American visual artist

Edgar Arceneaux (born 1972 in Los Angeles) is a contemporary artist who lives and works in Los Angeles, California. He is a drawing artist. He is the co-founder of the Watts House Project, a non-profit neighborhood redevelopment organization in Watts.

==Career==

Arceneaux received his BFA from Art Center College of Design in 1996 and his MFA from the California Institute of the Arts in 2001 after attending the Skowhegan School of Painting and Sculpture in 1999 and the Fachhochschule Aachen, Germany, in 2000 and 2001.

He was the director of the Watts House Project from 1999 to 2012, and officially re-launched the organization in 2007 with Sue Bell Yank through the support of the Hammer Museum's Artist Residency program, as well as a team of Watts residents, artists, community organizers, and scholars. The Watts House Project focuses on renovating residential properties and providing programs and venues for community involvement in the neighborhood around the historic Watts Towers. The organization undertook its first remodeling projects in 2008 and was granted nonprofit status in 2009.
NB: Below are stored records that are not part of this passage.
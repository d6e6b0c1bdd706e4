//! Host-call failure taxonomy
//!
//! Every non-ok [`Status`] maps onto a [`HostError`] variant, and every
//! variant belongs to exactly one [`ErrorKind`] category.

use crate::types::Status;
use thiserror::Error;

/// Broad category of a host-call failure
#[derive(Debug, Clone, Copy, PartialEq, Eq, Hash)]
pub enum ErrorKind {
    /// The requested value does not exist (`not-found`, `empty`)
    MissingData,
    /// The guest passed something the host rejected (`bad-argument`)
    CallerError,
    /// A shared-data write lost a compare-and-swap race
    CasRetry,
    /// The host failed internally
    HostFailure,
    /// The host does not implement the call
    Unsupported,
}

/// Failure returned by a host function
#[derive(Debug, Clone, Copy, PartialEq, Eq, Error)]
pub enum HostError {
    #[error("not found")]
    NotFound,

    #[error("bad argument")]
    BadArgument,

    #[error("empty")]
    Empty,

    #[error("compare-and-swap mismatch")]
    CasMismatch,

    #[error("host internal failure")]
    InternalFailure,

    #[error("unimplemented by host")]
    Unimplemented,

    #[error("unexpected host status: {0}")]
    Unexpected(Status),
}

impl HostError {
    /// Category of this failure
    pub fn kind(&self) -> ErrorKind {
        match self {
            Self::NotFound | Self::Empty => ErrorKind::MissingData,
            Self::BadArgument => ErrorKind::CallerError,
            Self::CasMismatch => ErrorKind::CasRetry,
            Self::Unimplemented => ErrorKind::Unsupported,
            Self::InternalFailure | Self::Unexpected(_) => ErrorKind::HostFailure,
        }
    }

    /// Status code this error was derived from
    pub fn status(&self) -> Status {
        match self {
            Self::NotFound => Status::NotFound,
            Self::BadArgument => Status::BadArgument,
            Self::Empty => Status::Empty,
            Self::CasMismatch => Status::CasMismatch,
            Self::InternalFailure => Status::InternalFailure,
            Self::Unimplemented => Status::Unimplemented,
            Self::Unexpected(status) => *status,
        }
    }
}

impl Status {
    /// `Ok(())` for [`Status::Ok`], the matching [`HostError`] otherwise
    pub fn into_result(self) -> Result<(), HostError> {
        match self {
            Status::Ok => Ok(()),
            Status::NotFound => Err(HostError::NotFound),
            Status::BadArgument => Err(HostError::BadArgument),
            Status::Empty => Err(HostError::Empty),
            Status::CasMismatch => Err(HostError::CasMismatch),
            Status::InternalFailure => Err(HostError::InternalFailure),
            Status::Unimplemented => Err(HostError::Unimplemented),
            other => Err(HostError::Unexpected(other)),
        }
    }
}

impl From<HostError> for Status {
    fn from(err: HostError) -> Self {
        err.status()
    }
}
In November 2003, the UCLA Hammer Museum exhibited Arceneaux's Drawings of Removal, an installation that combined layered wall drawings, sculptural ephemera, and a makeshift studio in "an ongoing exploration of memory through the medium of drawing". In 2025, Arceneaux's work Skinning the Mirror (Summer 1), was acquired as a part of a new initiative spearheaded by Jarl Mohn.

He was named a United States Artists Fellow in 2007, and was included the 2008 Whitney Biennial.

In 2015 Arceneaux created Until, Until, Until..., a performance piece recreating and commenting on Ben Vereen's controversial blackface performance at the 1981 inauguration of Ronald Reagan. Originally commissioned for Performa 15, he has since toured with the piece.

Arceneaux is also an associate professor of Art for Roski School of Art and Design at USC; he lives and works in Pasadena, California.

==Exhibitions==
Arceneaux's work has been exhibited at galleries and museums both nationally and internationally, including the Museum of Contemporary Art, Los Angeles, the Orange County Museum of Art, the San Francisco Museum of Modern Art, the Studio Museum in Harlem, The Kitchen, New York, the Kunstmuseum Basel, Switzerland, the Lentos Art Museum, Austria, the Hammer Museum, Los Angeles, the Whitney Museum of American Art and the Museum Ludwig in Germany. He is represented by Susanne Vielmetter Los Angeles Projects in Los Angeles and Nathalie Obadia in Paris.